- [WHAT IS REQUIRED]
In the records that follow, find the line with "let (x2, y2) = polar(C, C, 230.0, rad);"; from there, retype every line exactly through the line with "along the arm.", which also belongs to the answer.

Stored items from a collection
//! Story page rendering.
//!
//! One fixed layout shared by all thirteen pages: particle canvas, fixed
//! header with anchor navigation, hero block with gradient title and
//! illustration, opening quote, narrative section, AI metaphor grid and
//! the footer navigation chain. The output is a complete standalone HTML
//! document.

use std::fmt::Write;

use super::stories::Story;
use super::neighbors;

/// Render the full HTML document for one story.
pub fn render(story: &Story) -> String {
    let mut html = String::with_capacity(16 * 1024);

    html.push_str("<!DOCTYPE html>\n<html lang=\"zh-CN\">\n<head>\n");
    html.push_str("<meta charset=\"UTF-8\">\n");
    html.push_str("<meta name=\"viewport\" content=\"width=device-width, initial-scale=1.0\">\n");
    let _ = writeln!(html, "<title>{} - 元初神话</title>", story.title);
    html.push_str(&style(story));
    html.push_str("</head>\n<body>\n");
    html.push_str("<canvas id=\"particles\"></canvas>\n");

    html.push_str(concat!(
        "<header>\n<nav>\n",
        "<a href=\"https://yuanchu.ai\">首页</a>\n",
        "<a href=\"index.html\">神话</a>\n",
        "<a href=\"#story\">故事</a>\n",
        "<a href=\"#ai\">AI</a>\n",
        "</nav>\n</header>\n"
    ));

    let _ = writeln!(
        html,
        "<div class=\"hero\">\n<p class=\"title-en\">{}</p>\n<h1 class=\"title-cn\">{}</h1>\n<p class=\"era\">{}</p>\n</div>",
        story.en_upper, story.title, story.era
    );
    let _ = writeln!(
        html,
        "<div class=\"hero-image\">\n<img src=\"{}.jpg\" alt=\"{}插图\" onerror=\"this.style.display='none'\">\n</div>",
        story.slug, story.title
    );

    let _ = writeln!(
        html,
        "<section class=\"quote\">\n<p>「{}」</p>\n<p class=\"quote-source\">——《{}》</p>\n</section>",
        story.quote, story.quote_source
    );

    html.push_str("<section id=\"story\">\n<h2>Story</h2>\n");
    // Interleave: classical citations sit after the narrative they support.
    let cite_every = if story.ancient.is_empty() {
        usize::MAX
    } else {
        story.text.len() / story.ancient.len()
    };
    let mut cited = 0;
    for (i, para) in story.text.iter().enumerate() {
        let _ = writeln!(html, "<p class=\"text\">{}</p>", para);
        if cited < story.ancient.len() && (i + 1) % cite_every.max(1) == 0 {
            let a = &story.ancient[cited];
            let _ = writeln!(html, "<p class=\"ancient\">「{}」——《{}》</p>", a.text, a.source);
            cited += 1;
        }
    }
    for a in &story.ancient[cited..] {
        let _ = writeln!(html, "<p class=\"ancient\">「{}」——《{}》</p>", a.text, a.source);
    }
    html.push_str("</section>\n");

    html.push_str("<section id=\"ai\">\n<h2>AI Metaphor</h2>\n<div class=\"ai-grid\">\n");
    for item in story.ai_items {
        let _ = writeln!(
            html,
            "<div class=\"ai-item\">\n<h3>{}</h3>\n<p>{}</p>\n</div>",
            item.title, item.body
        );
    }
    html.push_str("</div>\n</section>\n");

    html.push_str(&footer(story));
    html.push_str(PARTICLE_SCRIPT);
    html.push_str("<script src=\"tracker.js\"></script>\n");
    html.push_str("</body>\n</html>\n");
    html
}

fn style(story: &Story) -> String {
    let (g0, g1) = story.gradient;
    format!(
        r#"<style>
body {{
  background: #0a0a0f;
  color: #e8e8f0;
  font-family: "Noto Serif SC", "Songti SC", serif;
  margin: 0;
  line-height: 1.9;
}}
#particles {{
  position: fixed;
  top: 0;
  left: 0;
  width: 100%;
  height: 100%;
  z-index: -1;
}}
header {{
  position: fixed;
  top: 0;
  width: 100%;
  backdrop-filter: blur(8px);
  background: rgba(10, 10, 15, 0.7);
  z-index: 10;
}}
nav {{
  display: flex;
  gap: 2rem;
  justify-content: center;
  padding: 1rem 0;
}}
nav a {{
  color: #b8b8c8;
  text-decoration: none;
}}
.hero {{
  text-align: center;
  padding: 9rem 1rem 2rem;
}}
.title-en {{
  letter-spacing: 0.5em;
  color: #8888a0;
  font-size: 0.9rem;
}}
.title-cn {{
  background: linear-gradient(135deg, {g0}, {g1});
  -webkit-background-clip: text;
  -webkit-text-fill-color: transparent;
  background-clip: text;
  font-size: 3.2rem;
  margin: 0.4em 0;
}}
.era {{
  color: #707088;
}}
.hero-image {{
  max-width: 720px;
  margin: 2rem auto;
  text-align: center;
}}
.hero-image img {{
  max-width: 100%;
  border-radius: 8px;
}}
.quote {{
  max-width: 640px;
  margin: 3rem auto;
  text-align: center;
  color: #c0c0d4;
  font-style: italic;
}}
section {{
  max-width: 720px;
  margin: 0 auto 4rem;
  padding: 0 1.2rem;
}}
h2 {{
  letter-spacing: 0.3em;
  color: #9898b0;
  border-bottom: 1px solid #26263a;
  padding-bottom: 0.5rem;
}}
p.ancient {{
  color: #a89868;
  border-left: 3px solid #a89868;
  padding-left: 1rem;
  font-size: 0.95rem;
}}
.ai-grid {{
  display: grid;
  grid-template-columns: repeat(2, 1fr);
  gap: 1.2rem;
}}
.ai-item {{
  background: rgba(255, 255, 255, 0.03);
  border: 1px solid #26263a;
  border-radius: 8px;
  padding: 1rem 1.2rem;
}}
.ai-item h3 {{
  margin-top: 0;
  color: {g0};
}}
footer {{
  border-top: 1px solid #26263a;
  padding: 2rem 1.2rem 4rem;
  text-align: center;
}}
footer a {{
  color: #b8b8c8;
  margin: 0 1rem;
  text-decoration: none;
}}
@media (max-width: 768px) {{
  .title-cn {{
    font-size: 2.2rem;
  }}
  .ai-grid {{
    grid-template-columns: 1fr;
  }}
}}
</style>
"#
    )
}

fn footer(story: &Story) -> String {
    let (prev, next) = neighbors(story.slug);
    let mut html = String::from("<footer>\n");
    if let Some(p) = prev {
        let _ = writeln!(
            html,
            "<a class=\"nav-prev\" href=\"{}.html\">← 上一个：{}</a>",
            p.slug, p.title
        );
    }
    if let Some(n) = next {
        let _ = writeln!(
            html,
            "<a class=\"nav-next\" href=\"{}.html\">下一个：{} →</a>",
            n.slug, n.title
        );
    }
    html.push_str("<a class=\"nav-home\" href=\"https://yuanchu.ai/myths\">回到首页</a>\n");
    html.push_str("</footer>\n");
    html
}

/// Shared particle background; 80 drifting dots on the page backdrop.
const PARTICLE_SCRIPT: &str = r#"<script>
const canvas = document.getElementById('particles');
const ctx = canvas.getContext('2d');
canvas.width = window.innerWidth;
canvas.height = window.innerHeight;

const particleCount = 80;
const particles = [];

class Particle {
  constructor() {
    this.reset();
  }
  reset() {
    this.x = Math.random() * canvas.width;
    this.y = Math.random() * canvas.height;
    this.vx = (Math.random() - 0.5) * 0.3;
    this.vy = (Math.random() - 0.5) * 0.3;
    this.r = Math.random() * 1.6 + 0.4;
    this.alpha = Math.random() * 0.5 + 0.1;
  }
  step() {
    this.x += this.vx;
    this.y += this.vy;
    if (this.x < 0 || this.x > canvas.width || this.y < 0 || this.y > canvas.height) {
      this.reset();
    }
  }
  draw() {
    ctx.beginPath();
    ctx.arc(this.x, this.y, this.r, 0, Math.PI * 2);
    ctx.fillStyle = 'rgba(232,232,240,' + this.alpha + ')';
    ctx.fill();
  }
}

for (let i = 0; i < particleCount; i++) {
  particles.push(new Particle());
}

function animate() {
  ctx.fillStyle = 'rgba(10,10,15,0.1)';
  ctx.fillRect(0, 0, canvas.width, canvas.height);
  for (const p of particles) {
    p.step();
    p.draw();
  }
  requestAnimationFrame(animate);
}
animate();

window.addEventListener('resize', () => {
  canvas.width = window.innerWidth;
  canvas.height = window.innerHeight;
});
</script>
"#;

#[cfg(test)]
mod tests {
    use super::*;
    use crate::myths::STORIES;

    #[test]
    fn page_carries_the_shared_skeleton() {
        let html = render(&STORIES[0]);
        assert!(html.starts_with("<!DOCTYPE html>"));
        assert!(html.contains("<html lang=\"zh-CN\">"));
        assert!(html.contains("<meta charset=\"UTF-8\">"));
        assert!(html.contains("<canvas id=\"particles\">"));
        assert!(html.contains("particleCount = 80"));
        assert!(html.contains("tracker.js"));
        assert!(html.contains("background: #0a0a0f;"));
        assert!(html.contains("-webkit-background-clip: text;"));
    }

    #[test]
    fn first_page_has_no_previous_link() {
        let html = render(&STORIES[0]);
        assert!(!html.contains("上一个"));
        assert!(html.contains("下一个：女娲造人"));
    }

    #[test]
    fn last_page_has_no_next_link() {
        let html = render(&STORIES[STORIES.len() - 1]);
        assert!(html.contains("上一个：旱神女魃"));
        assert!(!html.contains("下一个"));
    }

    #[test]
    fn citation_counts_survive_interleaving() {
        for story in STORIES {
            let html = render(story);
            assert_eq!(
                html.matches("<p class=\"text\">").count(),
                story.text.len(),
                "{}",
                story.slug
            );
            assert_eq!(
                html.matches("<p class=\"ancient\">").count(),
                story.ancient.len(),
                "{}",
                story.slug
            );
            assert_eq!(
                html.matches("class=\"ai-item\"").count(),
                story.ai_items.len(),
                "{}",
                story.slug
            );
        }
    }
}
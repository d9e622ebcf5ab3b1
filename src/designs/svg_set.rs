//! SVG series: ten hand-assembled vector marks, v1 through v10.
//!
//! All marks are composed on a 512×512 viewBox around center (256, 256).
//! Unlike the raster series these are resolution independent; the sampled
//! curves (lensing polygons, spiral dots) are emitted as explicit point
//! lists rather than path arcs.

use std::f64::consts::PI;
use std::path::{Path, PathBuf};

use log::info;

use crate::error::Result;
use crate::geometry::{circle_points, polar};
use crate::svg::{rgba, Document};

use super::SVG_FILES;

const SIZE: u32 = 512;
const C: f64 = 256.0;

/// Lensing rings pulled slightly inward, denser toward the center.
fn v1_primordial_blackhole() -> Document {
    let mut doc = Document::new(SIZE);
    doc.background("#000000");
    doc.open_group(r#"fill="none" stroke="white" stroke-width="2""#);

    for i in 0..12 {
        let radius = 40.0 + i as f64 * 28.0;
        let alpha = 255 - i * 18;
        let distortion = (1.0 - (radius / 240.0).powi(2)).max(0.0);
        let r = radius * (1.0 - distortion * 0.15);

        let points = circle_points(C, C, r, 360);
        doc.polygon_outline(&points, &rgba(255, 255, 255, alpha as f64 / 255.0), 2.0);
    }

    doc.circle_fill(C, C, 8.0, "white");
    doc.circle_fill(C, C, 6.0, "white");
    doc.circle_fill(C, C, 4.0, "white");
    doc.close_group();
    doc
}

/// Dashed event horizon with infalling gravity lines.
fn v2_schwarzschild() -> Document {
    let mut doc = Document::new(SIZE);
    doc.background("#000000");
    doc.open_group(r#"fill="none" stroke="rgba(200,200,200,0.8)" stroke-width="2""#);

    for i in 0..60 {
        let rad = (i as f64 * 6.0).to_radians();
        let (x, y) = polar(C, C, 180.0, rad);
        let (ix, iy) = polar(C, C, 108.0, rad);
        doc.line_stroked(x, y, ix, iy, &rgba(200, 200, 200, 0.6));
    }

    doc.circle_fill(C, C, 6.0, "white");
    doc.dashed_circle(C, C, 180.0, &rgba(255, 255, 255, 0.9), 3.0, "8,4");
    doc.circle_stroked(C, C, 220.0, &rgba(100, 100, 100, 0.5));
    doc.close_group();
    doc
}

/// Tao begets one: layered center dot, near-invisible outer ring.
fn v3_tao_one() -> Document {
    let mut doc = Document::new(SIZE);
    doc.background("#000000");
    doc.open_group("");
    doc.comment("singularity");
    doc.circle_fill(C, C, 16.0, "white");
    doc.circle_fill(C, C, 12.0, "white");
    doc.circle_fill(C, C, 8.0, "white");
    doc.circle_fill(C, C, 4.0, "white");
    doc.comment("faint outer ring");
    doc.circle_stroked(C, C, 100.0, &rgba(150, 150, 150, 0.4));
    doc.close_group();
    doc
}

/// One begets two: dot plus two concentric rings.
fn v4_tao_two() -> Document {
    let mut doc = Document::new(SIZE);
    doc.background("#000000");
    doc.open_group(r#"fill="none" stroke="rgba(220,220,220,0.9)" stroke-width="3""#);
    doc.circle_plain(C, C, 80.0);
    doc.circle_plain(C, C, 140.0);
    doc.close_group();
    doc.open_group("");
    doc.circle_fill(C, C, 16.0, "white");
    doc.circle_fill(C, C, 10.0, "white");
    doc.circle_fill(C, C, 5.0, "white");
    doc.close_group();
    doc
}

/// Two begets three: dot, three rings and eight gravity lines.
fn v5_tao_three() -> Document {
    let mut doc = Document::new(SIZE);
    doc.background("#000000");
    doc.open_group(r#"fill="none" stroke="rgba(200,200,200,0.8)" stroke-width="2""#);
    for r in [70.0, 120.0, 170.0] {
        doc.circle_plain(C, C, r);
    }
    doc.close_group();

    doc.open_group(r#"stroke="rgba(100,100,100,0.6)" stroke-width="1""#);
    for angle in (0..360).step_by(45) {
        let rad = (angle as f64).to_radians();
        let (x1, y1) = polar(C, C, 30.0, rad);
        let (x2, y2) = polar(C, C, 200.0, rad);
        doc.line(x1, y1, x2, y2);
    }
    doc.close_group();

    doc.open_group("");
    doc.circle_fill(C, C, 12.0, "white");
    doc.circle_fill(C, C, 6.0, "white");
    doc.close_group();
    doc
}

/// Three begets all things: five fading rings, twelve gravity lines.
fn v6_tao_universe() -> Document {
    let mut doc = Document::new(SIZE);
    doc.background("#000000");
    doc.open_group(r#"fill="none" stroke="rgba(200,200,200,0.7)" stroke-width="2""#);
    for (i, r) in [50.0, 90.0, 130.0, 170.0, 210.0].into_iter().enumerate() {
        let gray = 220 - i as u8 * 25;
        doc.circle_stroked(C, C, r, &rgba(gray, gray, gray, 0.8));
    }
    doc.close_group();

    doc.open_group(r#"stroke="rgba(80,80,80,0.5)" stroke-width="1""#);
    for angle in (0..360).step_by(30) {
        let rad = (angle as f64).to_radians();
        let (x1, y1) = polar(C, C, 20.0, rad);
        let (x2, y2) = polar(C, C, 230.0, rad);
        doc.line(x1, y1, x2, y2);
    }
    doc.close_group();

    doc.open_group("");
    doc.circle_fill(C, C, 12.0, "white");
    doc.circle_fill(C, C, 6.0, "white");
    doc.close_group();
    doc
}

/// Polar grid: sixteen radial spokes over five concentric circles.
fn v7_riemann_geometry() -> Document {
    let mut doc = Document::new(SIZE);
    doc.background("#000000");
    doc.open_group(r#"fill="none" stroke="rgba(150,150,150,0.7)" stroke-width="1.5""#);

    for i in 0..16 {
        let rad = (i as f64 * 22.5).to_radians();
        let (x1, y1) = polar(C, C, 240.0, rad);
        let (x2, y2) = polar(C, C, 40.0, rad);
        doc.line(x1, y1, x2, y2);
    }

    for (i, r) in [60.0, 100.0, 140.0, 180.0, 220.0].into_iter().enumerate() {
        let gray = 180 - i as u8 * 25;
        doc.circle_stroked(C, C, r, &rgba(gray, gray, gray, 0.7));
    }
    doc.close_group();

    doc.open_group("");
    doc.circle_fill(C, C, 10.0, "white");
    doc.close_group();
    doc
}

/// Eight rings bending inward toward the singularity.
fn v8_primordial_singularity() -> Document {
    let mut doc = Document::new(SIZE);
    doc.background("#000000");
    doc.open_group(r#"fill="none" stroke="white" stroke-width="2""#);

    for thickness in 0..8 {
        let r = 120.0 + thickness as f64 * 8.0;
        let bend = 0.92 + thickness as f64 * 0.01;
        let points = circle_points(C, C, r * bend, 360);
        let alpha = 255 - thickness * 25;
        doc.polygon_outline(&points, &rgba(255, 255, 255, alpha as f64 / 255.0), 3.0);
    }
    doc.close_group();

    doc.open_group("");
    doc.circle_fill(C, C, 8.0, "white");
    doc.close_group();
    doc
}

/// Accretion disk as three spiral arms of fading dots.
fn v9_accretion_disk() -> Document {
    let mut doc = Document::new(SIZE);
    doc.background("#000000");
    doc.open_group(r#"fill="white""#);

    for arm in 0..3 {
        for t in 80..220 {
            let angle = t as f64 * 0.03 + arm as f64 * 2.0 * PI / 3.0;
            let r = t as f64 * 0.8;

            // Slight twist along the arm.
            let (x, y) = polar(C, C, r, angle + t as f64 * 0.005);

            let alpha = 1.0 - t as f64 / 220.0;
            let size = (4 - t / 60).max(1);
            doc.circle_fill(x, y, size as f64, &rgba(255, 255, 255, alpha));
        }
    }

    doc.circle_fill(C, C, 15.0, "white");
    doc.circle_fill(C, C, 10.0, "white");
    doc.circle_fill(C, C, 5.0, "white");
    doc.close_group();
    doc
}

/// Taiji with a black-hole center: yang disc solid, yin disc outlined.
fn v10_tao_blackhole() -> Document {
    let mut doc = Document::new(SIZE);
    doc.background("#000000");
    doc.comment("outer ring");
    doc.circle_outline(C, C, 200.0, &rgba(200, 200, 200, 0.8), 3.0);
    doc.comment("yang");
    doc.ellipse_fill(196.0, 256.0, 120.0, 120.0, "white");
    doc.circle_fill(196.0, 226.0, 30.0, "black");
    doc.comment("yin");
    doc.ellipse_outline(316.0, 256.0, 120.0, 120.0, "white", 3.0);
    doc.circle_fill(316.0, 286.0, 30.0, "white");
    doc.comment("singularity");
    doc.circle_fill(C, C, 12.0, "white");
    doc.circle_fill(C, C, 8.0, "white");
    doc.circle_fill(C, C, 4.0, "white");
    doc
}

/// Document builder for an SVG file of this series, by file name.
pub fn design(file: &str) -> Option<fn() -> Document> {
    match file {
        "v1-primordial-blackhole.svg" => Some(v1_primordial_blackhole),
        "v2-schwarzschild.svg" => Some(v2_schwarzschild),
        "v3-tao-one.svg" => Some(v3_tao_one),
        "v4-tao-two.svg" => Some(v4_tao_two),
        "v5-tao-three.svg" => Some(v5_tao_three),
        "v6-tao-universe.svg" => Some(v6_tao_universe),
        "v7-riemann-geometry.svg" => Some(v7_riemann_geometry),
        "v8-primordial-singularity.svg" => Some(v8_primordial_singularity),
        "v9-accretion-disk.svg" => Some(v9_accretion_disk),
        "v10-tao-blackhole.svg" => Some(v10_tao_blackhole),
        _ => None,
    }
}

/// Write the whole series into `out_dir`; returns the 10 written paths.
pub fn generate(out_dir: &Path) -> Result<Vec<PathBuf>> {
    let mut written = Vec::with_capacity(SVG_FILES.len());
    for file in SVG_FILES {
        let build = design(file).ok_or_else(|| crate::Error::UnknownDesign(file.to_string()))?;
        info!("writing {}", file);
        let path = out_dir.join(file);
        build().write(&path)?;
        written.push(path);
    }
    Ok(written)
}
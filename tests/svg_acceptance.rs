//! Acceptance suite for the SVG mark series.
//!
//! The marks are plain textual XML, so the checks are string level: the
//! shared document wrapper, the black backdrop, and the element counts that
//! define each design.

use std::fs;
use std::path::Path;
use std::sync::OnceLock;

use rstest::rstest;
use tempfile::TempDir;

use yuanchu_assets::designs::{svg_set, SVG_FILES};

fn out_dir() -> &'static Path {
    static DIR: OnceLock<TempDir> = OnceLock::new();
    DIR.get_or_init(|| {
        let dir = TempDir::new().expect("temp dir");
        svg_set::generate(dir.path()).expect("generate svg series");
        dir
    })
    .path()
}

fn source(file: &str) -> String {
    fs::read_to_string(out_dir().join(file)).expect("read svg")
}

#[test]
fn all_ten_files_are_written() {
    for file in SVG_FILES {
        let path = out_dir().join(file);
        assert!(path.exists(), "{file} missing");
        assert!(fs::metadata(&path).expect("stat").len() > 200, "{file} empty");
    }
}

#[rstest]
fn document_wrapper_is_uniform(
    #[values(
        "v1-primordial-blackhole.svg",
        "v2-schwarzschild.svg",
        "v3-tao-one.svg",
        "v4-tao-two.svg",
        "v5-tao-three.svg",
        "v6-tao-universe.svg",
        "v7-riemann-geometry.svg",
        "v8-primordial-singularity.svg",
        "v9-accretion-disk.svg",
        "v10-tao-blackhole.svg"
    )]
    file: &str,
) {
    let xml = source(file);
    assert!(xml.starts_with("<?xml version=\"1.0\""), "{file}: prolog");
    assert!(xml.contains("xmlns=\"http://www.w3.org/2000/svg\""), "{file}: xmlns");
    assert!(xml.contains("viewBox=\"0 0 512 512\""), "{file}: viewBox");
    assert!(xml.trim_end().ends_with("</svg>"), "{file}: close tag");
    assert!(
        xml.contains(r##"<rect width="100%" height="100%" fill="#000000"/>"##),
        "{file}: black backdrop"
    );
}

#[test]
fn lensing_rings_draw_twelve_polygons() {
    let xml = source("v1-primordial-blackhole.svg");
    assert_eq!(xml.matches("<polygon").count(), 12);
    assert_eq!(xml.matches(r#"fill="white""#).count(), 3);
}

#[test]
fn schwarzschild_has_infall_lines_and_dashed_horizon() {
    let xml = source("v2-schwarzschild.svg");
    assert_eq!(xml.matches("<line").count(), 60);
    assert!(xml.contains(r#"r="180" fill="none" stroke="rgba(255,255,255,0.9)" stroke-width="3" stroke-dasharray="8,4""#));
    assert!(xml.contains(r#"r="220""#));
}

#[test]
fn tao_sequence_scales_its_ring_count() {
    // One, two, three, all things: 1, 2, 3 and 5 rings around the dot.
    assert_eq!(source("v3-tao-one.svg").matches(r#"fill="none""#).count(), 1);
    assert_eq!(source("v4-tao-two.svg").matches(r#"<circle cx="256" cy="256" r="80"/>"#).count(), 1);
    assert_eq!(source("v4-tao-two.svg").matches(r#"<circle cx="256" cy="256" r="140"/>"#).count(), 1);
    assert_eq!(source("v5-tao-three.svg").matches("<line").count(), 8);
    let universe = source("v6-tao-universe.svg");
    // Five fading rings plus the two stacked center dots.
    assert_eq!(universe.matches("<circle").count(), 7);
    assert_eq!(universe.matches("<line").count(), 12);
}

#[test]
fn riemann_grid_has_sixteen_spokes_over_five_rings() {
    let xml = source("v7-riemann-geometry.svg");
    assert_eq!(xml.matches("<line").count(), 16);
    for r in ["60", "100", "140", "180", "220"] {
        assert!(xml.contains(&format!(r#"r="{r}""#)), "ring r={r} missing");
    }
}

#[test]
fn singularity_rings_fade_outward() {
    let xml = source("v8-primordial-singularity.svg");
    assert_eq!(xml.matches("<polygon").count(), 8);
    // Innermost ring fully opaque, outermost faded.
    assert!(xml.contains("rgba(255,255,255,1)"));
    assert!(xml.contains("rgba(255,255,255,0.314)"));
}

#[test]
fn accretion_disk_is_dotted_spiral_arms() {
    let xml = source("v9-accretion-disk.svg");
    // 3 arms x 140 samples, plus the three stacked center dots.
    assert_eq!(xml.matches("<circle").count(), 3 * 140 + 3);
}

#[test]
fn taiji_mixes_solid_and_outlined_discs() {
    let xml = source("v10-tao-blackhole.svg");
    assert_eq!(xml.matches("<ellipse").count(), 2);
    assert!(xml.contains(r#"fill="black""#));
    assert!(xml.contains(r#"<ellipse cx="196" cy="256" rx="120" ry="120" fill="white"/>"#));
}
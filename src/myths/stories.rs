//! The story content table.
//!
//! Everything page rendering needs is static data here: titles, gradient
//! anchors, the opening quote, the narrative paragraphs, the classical
//! citations and the AI metaphor grid. Stories are listed in timeline
//! order; the footer navigation chain follows this order.

/// A classical citation: quoted passage plus the book it is from.
pub struct Ancient {
    pub text: &'static str,
    pub source: &'static str,
}

/// One card in the AI metaphor grid.
pub struct AiItem {
    pub title: &'static str,
    pub body: &'static str,
}

/// Full content of one myth page.
pub struct Story {
    pub slug: &'static str,
    pub title: &'static str,
    /// Uppercase latin name shown in the hero block.
    pub en_upper: &'static str,
    /// Mixed-case latin name used in the timeline meta label.
    pub en_name: &'static str,
    /// Timeline era label.
    pub era: &'static str,
    /// One-line timeline description.
    pub summary: &'static str,
    /// Two gradient anchor colors for the title.
    pub gradient: (&'static str, &'static str),
    pub quote: &'static str,
    pub quote_source: &'static str,
    pub text: &'static [&'static str],
    pub ancient: &'static [Ancient],
    pub ai_items: &'static [AiItem],
}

- [OUTPUT]
        let (x2, y2) = polar(C, C, 230.0, rad);
        doc.line(x1, y1, x2, y2);
    }
    doc.close_group();

    doc.open_group("");
    doc.circle_fill(C, C, 12.0, "white");
    doc.circle_fill(C, C, 6.0, "white");
    doc.close_group();
    doc
}

/// Polar grid: sixteen radial spokes over five concentric circles.
fn v7_riemann_geometry() -> Document {
    let mut doc = Document::new(SIZE);
    doc.background("#000000");
    doc.open_group(r#"fill="none" stroke="rgba(150,150,150,0.7)" stroke-width="1.5""#);

    for i in 0..16 {
        let rad = (i as f64 * 22.5).to_radians();
        let (x1, y1) = polar(C, C, 240.0, rad);
        let (x2, y2) = polar(C, C, 40.0, rad);
        doc.line(x1, y1, x2, y2);
    }

    for (i, r) in [60.0, 100.0, 140.0, 180.0, 220.0].into_iter().enumerate() {
        let gray = 180 - i as u8 * 25;
        doc.circle_stroked(C, C, r, &rgba(gray, gray, gray, 0.7));
    }
    doc.close_group();

    doc.open_group("");
    doc.circle_fill(C, C, 10.0, "white");
    doc.close_group();
    doc
}

/// Eight rings bending inward toward the singularity.
fn v8_primordial_singularity() -> Document {
    let mut doc = Document::new(SIZE);
    doc.background("#000000");
    doc.open_group(r#"fill="none" stroke="white" stroke-width="2""#);

    for thickness in 0..8 {
        let r = 120.0 + thickness as f64 * 8.0;
        let bend = 0.92 + thickness as f64 * 0.01;
        let points = circle_points(C, C, r * bend, 360);
        let alpha = 255 - thickness * 25;
        doc.polygon_outline(&points, &rgba(255, 255, 255, alpha as f64 / 255.0), 3.0);
    }
    doc.close_group();

    doc.open_group("");
    doc.circle_fill(C, C, 8.0, "white");
    doc.close_group();
    doc
}

/// Accretion disk as three spiral arms of fading dots.
fn v9_accretion_disk() -> Document {
    let mut doc = Document::new(SIZE);
    doc.background("#000000");
    doc.open_group(r#"fill="white""#);

    for arm in 0..3 {
        for t in 80..220 {
            let angle = t as f64 * 0.03 + arm as f64 * 2.0 * PI / 3.0;
            let r = t as f64 * 0.8;

            // Slight twist along the arm.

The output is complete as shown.